Many viewers will come to the HBO biopic "Bessie" with scant knowledge of its subject, blues legend and Chattanooga native Bessie Smith.

But in the title role, Queen Latifah schools you with a bruising display of fierce drive, unstoppable talent and a gallery of personal demons.

"I felt like it was the role of a lifetime," says Queen Latifah, 45, a multifaceted entertainer who has scored as a rap artist, sitcom star, talk-show host and movie actress in such films as "Chicago" and "Hairspray."

Premiering Saturday at 8 p.m., "Bessie" mainly covers Smith's adult life after she left Chattanooga and began her rise to fame through such blues standards as "Downhearted Blues," "Gulf Coast Blues," "The St.
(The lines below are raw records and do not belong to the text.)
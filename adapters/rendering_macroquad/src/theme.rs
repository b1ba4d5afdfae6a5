use std::{fs, path::Path};

use anyhow::{bail, Context, Result};
use langton_rendering::{Color, Theme};
use serde::Deserialize;

const SUPPORTED_MANIFEST_VERSION: u32 = 1;

/// Optional palette override manifest loaded from `assets/theme.toml`.
///
/// Every color entry is optional; omitted entries keep the built-in default.
#[derive(Clone, Debug, Default, Deserialize, PartialEq)]
pub(crate) struct ThemeManifest {
    version: u32,
    #[serde(default)]
    colors: ThemeColors,
}

#[derive(Clone, Debug, Default, Deserialize, PartialEq)]
struct ThemeColors {
    window_background: Option<[u8; 3]>,
    canvas_background: Option<[u8; 3]>,
    live_cell: Option<[u8; 3]>,
    ant: Option<[u8; 3]>,
    panel_background: Option<[u8; 3]>,
    panel_accent: Option<[u8; 3]>,
    accent: Option<[u8; 3]>,
    text: Option<[u8; 3]>,
}

impl ThemeManifest {
    fn apply(&self, theme: &mut Theme) {
        let entries = [
            (self.colors.window_background, &mut theme.window_background),
            (self.colors.canvas_background, &mut theme.canvas_background),
            (self.colors.live_cell, &mut theme.live_cell),
            (self.colors.ant, &mut theme.ant),
            (self.colors.panel_background, &mut theme.panel_background),
            (self.colors.panel_accent, &mut theme.panel_accent),
            (self.colors.accent, &mut theme.accent),
            (self.colors.text, &mut theme.text),
        ];
        for (override_rgb, slot) in entries {
            if let Some([red, green, blue]) = override_rgb {
                *slot = Color::from_rgb_u8(red, green, blue);
            }
        }
    }
}

/// Applies the palette overrides from `path` onto the default theme. A
/// missing file simply yields the defaults; a malformed file is an error so
/// typos do not silently restyle the window.
pub(crate) fn load_theme(path: &Path) -> Result<Theme> {
    let mut theme = Theme::default();
    if !path.exists() {
        return Ok(theme);
    }

    let contents = fs::read_to_string(path)
        .with_context(|| format!("failed to read theme manifest at {}", path.display()))?;
    let manifest: ThemeManifest =
        toml::from_str(&contents).context("failed to parse theme manifest toml contents")?;
    if manifest.version != SUPPORTED_MANIFEST_VERSION {
        bail!(
            "unsupported theme manifest version {} (expected {})",
            manifest.version,
            SUPPORTED_MANIFEST_VERSION
        );
    }

    manifest.apply(&mut theme);
    Ok(theme)
}

#[cfg(test)]
mod tests {
    use super::*;

    #[test]
    fn manifest_overrides_only_named_colors() {
        let manifest: ThemeManifest = toml::from_str(
            r#"
            version = 1

            [colors]
            live_cell = [255, 0, 0]
            accent = [1, 2, 3]
            "#,
        )
        .expect("manifest should parse");

        let mut theme = Theme::default();
        manifest.apply(&mut theme);
        assert_eq!(theme.live_cell, Color::from_rgb_u8(255, 0, 0));
        assert_eq!(theme.accent, Color::from_rgb_u8(1, 2, 3));
        assert_eq!(theme.ant, Theme::default().ant);
    }

    #[test]
    fn missing_manifest_keeps_the_default_theme() {
        let theme = load_theme(Path::new("does/not/exist.toml")).expect("defaults expected");
        assert_eq!(theme, Theme::default());
    }

    #[test]
    fn colors_table_is_optional() {
        let manifest: ThemeManifest =
            toml::from_str("version = 1").expect("bare manifest should parse");
        assert_eq!(manifest, ThemeManifest { version: 1, colors: ThemeColors::default() });
    }
}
Louis Blues" and "Nobody Knows You When You're Down and Out" all of which came out between 1923 and 1929 and earned her the title "Empress of the Blues." The biopic also looks at her rocky marriage to Jack Gee, her bisexuality and long-running relationship with Lillian Simpson, and her drinking. She died in Clarksdale, Miss., in 1937 from injuries suffered in a car wreck while driving to a concert in Memphis.

The film on Smith was in development for more than 20 years, with Latifah always pegged to play a person she knew little of in the beginning.

"There was no Google when this movie came to me," she says. "It wasn't like I could just pull it up on a computer and find out about her. So I bought the box set and started listening to her music. And initially I was terrified, because this music is so different, her voice is so different, from mine."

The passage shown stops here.